The main purpose of the current research work is to enhance solubility and dissolution of BCS Class II drug, Flurbiprofen using liquid-solid compact technology. Flurbiprofen is a non-steroidal anti-inflammatory drug indicated for acute and chronic treatment of rheumatoid arthritis, osteoarthritis, and spondylytis. The rationale to select Flurbiprofen as the model drug is that it belongs to BCS Class II, having poor aqueous solubility of 10.45 ± 3.2μg/ml. Hence an attempt was made to enhance solubility, which may further increase the dissolution profile of the drug. In this regard, several liquisolid compact formulations were prepared for flurbiprofen and subjected to evaluation.  They were prepared by using PEG 600 as a non-volatile solvent to dissolve the drug and further converted to freely flowing readily compressible powder using Avicel PH 102 as carrier material and Aerosil 200 as coating material.
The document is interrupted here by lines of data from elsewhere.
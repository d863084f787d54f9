use regex::{Captures, Regex};
use serde::Serialize;
use std::collections::BTreeSet;
use std::sync::LazyLock;

use super::policy::{SqlOperation, BLOCKED_KEYWORDS, DEFAULT_ALLOWED_TABLES, DEFAULT_SCHEMA};

// Quoted text is matched alongside comments so that whichever starts first wins,
// as in the database's own lexer. Unterminated quotes run to the end of input, and
// so does anything after a dollar quote, since its closing tag cannot be matched here.
static LEXICAL_SPAN: LazyLock<Regex> = LazyLock::new(|| {
    Regex::new(concat!(
        r"(?s)",
        r"\b[Ee]'(?:[^'\\]|\\.|'')*'?",
        r"|'(?:[^']|'')*'?",
        r#"|"(?:[^"]|"")*"?"#,
        r"|\$(?:[A-Za-z_][A-Za-z0-9_]*)?\$.*",
        r"|/\*.*?\*/",
        r"|--[^\n]*",
    ))
    .expect("lexical span pattern")
});

static LEADING_VERB: LazyLock<Regex> =
    LazyLock::new(|| Regex::new(r"^(SELECT|UPDATE|INSERT)\b").expect("verb pattern"));

static BLOCKED_PATTERNS: LazyLock<Vec<(&'static str, Regex)>> = LazyLock::new(|| {
    BLOCKED_KEYWORDS
        .iter()
        .map(|keyword| {
            let body = keyword.replace(' ', r"\s+");
            let pattern = format!(r"(?i)\b{}\b", body);
            (*keyword, Regex::new(&pattern).expect("blocked keyword pattern"))
        })
        .collect()
});

const IDENT: &str = r#""?[A-Za-z_][A-Za-z0-9_$]*"?"#;

// Identifier after JOIN/INTO/UPDATE, optionally "quoted" and schema-qualified.
static TABLE_REFERENCE: LazyLock<Regex> = LazyLock::new(|| {
    let pattern = format!(
        r"(?i)\b(?:JOIN|INTO|UPDATE)\s+((?:{id}\s*\.\s*)?{id})",
        id = IDENT
    );
    Regex::new(&pattern).expect("table reference pattern")
});

// Whole `FROM a [AS] x, b y, ...` list; each entry is checked.
static FROM_LIST: LazyLock<Regex> = LazyLock::new(|| {
    let entry = format!(
        r"(?:{id}\s*\.\s*)?{id}(?:\s+(?:AS\s+)?{id})?",
        id = IDENT
    );
    let pattern = format!(r"(?i)\bFROM\s+({entry}(?:\s*,\s*{entry})*)", entry = entry);
    Regex::new(&pattern).expect("from list pattern")
});

static FROM_LIST_ENTRY: LazyLock<Regex> = LazyLock::new(|| {
    let pattern = format!(r"(?:^|,)\s*((?:{id}\s*\.\s*)?{id})", id = IDENT);
    Regex::new(&pattern).expect("from list entry pattern")
});

/// Verdict for one proposed statement.
#[derive(Debug, Clone, PartialEq, Eq, Serialize)]
pub struct ValidationResult {
    valid: bool,
    #[serde(skip_serializing_if = "Option::is_none")]
    operation: Option<SqlOperation>,
    #[serde(skip_serializing_if = "Option::is_none")]
    error: Option<String>,
}

impl ValidationResult {
    fn allowed(operation: SqlOperation) -> Self {
        Self {
            valid: true,
            operation: Some(operation),
            error: None,
        }
    }

    fn rejected(reason: impl Into<String>) -> Self {
        Self {
            valid: false,
            operation: None,
            error: Some(reason.into()),
        }
    }

    pub fn is_valid(&self) -> bool {
        self.valid
    }

    pub fn operation(&self) -> Option<SqlOperation> {
        self.operation
    }

    pub fn error(&self) -> Option<&str> {
        self.error.as_deref()
    }

    pub fn into_result(self) -> Result<SqlOperation, String> {
        match (self.valid, self.operation, self.error) {
            (true, Some(op), _) => Ok(op),
            (_, _, Some(err)) => Err(err),
            _ => Err("Query rejected".to_string()),
        }
    }
}

/// Textual allow/deny policy applied to every statement before it reaches the database.
///
/// This is a fast first layer only. It does not parse SQL, is not aware of
/// quoted strings, and relies on the backend enforcing its own permissions.
#[derive(Debug, Clone)]
pub struct SqlGuardrail {
    allowed_tables: BTreeSet<String>,
}

impl Default for SqlGuardrail {
    fn default() -> Self {
        Self::new(DEFAULT_ALLOWED_TABLES)
    }
}

impl SqlGuardrail {
    pub fn new<I, S>(allowed_tables: I) -> Self
    where
        I: IntoIterator<Item = S>,
        S: AsRef<str>,
    {
        let allowed_tables = allowed_tables
            .into_iter()
            .map(|t| t.as_ref().trim().to_lowercase())
            .filter(|t| !t.is_empty())
            .collect();
        Self { allowed_tables }
    }

    pub fn allowed_tables(&self) -> impl Iterator<Item = &str> {
        self.allowed_tables.iter().map(String::as_str)
    }

    pub fn validate(&self, sql: &str) -> ValidationResult {
        let cleaned = strip_comments(sql);
        let trimmed = cleaned.trim();

        if trimmed.is_empty() {
            return ValidationResult::rejected("Empty query after removing comments");
        }

        let upper = trimmed.to_uppercase();
        let operation = match LEADING_VERB
            .captures(&upper)
            .and_then(|caps| SqlOperation::from_keyword(&caps[1]))
        {
            Some(op) => op,
            None => {
                return ValidationResult::rejected(
                    "Only SELECT, UPDATE, and INSERT operations are allowed",
                )
            }
        };

        if let Some(keyword) = find_blocked_keyword(trimmed) {
            return ValidationResult::rejected(format!("Blocked keyword detected: {}", keyword));
        }

        if let Some(table) = self.find_disallowed_table(trimmed) {
            return ValidationResult::rejected(format!(
                "Access to table '{}' is not allowed. Allowed tables: {}",
                table,
                self.allowed_tables().collect::<Vec<_>>().join(", ")
            ));
        }

        let body = trimmed.strip_suffix(';').unwrap_or(trimmed);
        if body.contains(';') {
            return ValidationResult::rejected("Multiple statements not allowed");
        }

        ValidationResult::allowed(operation)
    }

    fn find_disallowed_table(&self, sql: &str) -> Option<String> {
        let from_entries = FROM_LIST.captures_iter(sql).flat_map(|list| {
            FROM_LIST_ENTRY
                .captures_iter(list.get(1).map_or("", |m| m.as_str()))
                .map(|caps| normalize_identifier(&caps[1]))
                .collect::<Vec<_>>()
        });

        from_entries
            .chain(
                TABLE_REFERENCE
                    .captures_iter(sql)
                    .map(|caps| normalize_identifier(&caps[1])),
            )
            // `ON CONFLICT ... DO UPDATE SET` is not a table reference
            .filter(|ident| ident != "set")
            .find(|ident| !self.is_table_allowed(ident))
    }

    fn is_table_allowed(&self, ident: &str) -> bool {
        match ident.split_once('.') {
            Some((schema, table)) => schema == DEFAULT_SCHEMA && self.allowed_tables.contains(table),
            None => self.allowed_tables.contains(ident),
        }
    }
}

/// Removes `/* ... */` and `-- ...` comments so later checks see what the database sees.
///
/// Single left-to-right scan: comment markers inside quoted text are kept, and a
/// `/*` inside a line comment does not reach past the end of that line.
pub fn strip_comments(sql: &str) -> String {
    LEXICAL_SPAN
        .replace_all(sql, |caps: &Captures| {
            let span = &caps[0];
            if span.starts_with("/*") {
                " ".to_string()
            } else if span.starts_with("--") {
                String::new()
            } else {
                span.to_string()
            }
        })
        .into_owned()
}

fn find_blocked_keyword(sql: &str) -> Option<&'static str> {
    BLOCKED_PATTERNS
        .iter()
        .find(|(_, pattern)| pattern.is_match(sql))
        .map(|(keyword, _)| *keyword)
}

fn normalize_identifier(raw: &str) -> String {
    raw.chars()
        .filter(|c| *c != '"' && !c.is_whitespace())
        .collect::<String>()
        .to_lowercase()
}

/// Validates against the default table allowlist.
pub fn validate(sql: &str) -> ValidationResult {
    SqlGuardrail::default().validate(sql)
}
use regex::Regex;
use std::env;
use std::sync::LazyLock;

static ENV_REFERENCE: LazyLock<Regex> =
    LazyLock::new(|| Regex::new(r"\$\{([^}]+)\}").expect("env reference pattern"));

/// Expand environment variables in a string using ${VAR_NAME} syntax
pub fn expand_env_var_in_string(value: &str) -> String {
    let mut result = value.to_string();

    for cap in ENV_REFERENCE.captures_iter(value) {
        let var_name = &cap[1];
        let replacement = env::var(var_name).unwrap_or_else(|_| format!("${{{}}}", var_name));
        result = result.replace(&cap[0], &replacement);
    }

    result
}

/// Split a comma-separated table list, dropping blanks
pub fn parse_table_list(value: &str) -> Vec<String> {
    value
        .split(',')
        .map(|t| t.trim().to_lowercase())
        .filter(|t| !t.is_empty())
        .collect()
}

/// "true", "1" and "yes" (any case) are truthy
pub fn parse_flag(value: &str) -> bool {
    matches!(value.to_lowercase().as_str(), "true" | "1" | "yes")
}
These liquisolid formulations were subjected to pre-compression rheological studies and post-compression evaluation parameters such as hardness, friability, weight variation, content uniformity, disintegration, and in-vitro dissolution. Results of dissolution profile of formulation TF3 showed a maximum release of 98% within 60 minutes, which was 2 folds higher than that of the directly compressed tablet (DCT). The probable reason for improved solubility may be due to improved wettability and greater surface area of drug-exposed to dissolution media. No drug-excipient incompatibility was observed, which was confirmed by FTIR and DSC studies. Finally, it can be concluded that liquisolid compact technique successfully enhanced solubility, which in turn enhanced the dissolution profile of BCS Class II drug Flurbiprofen.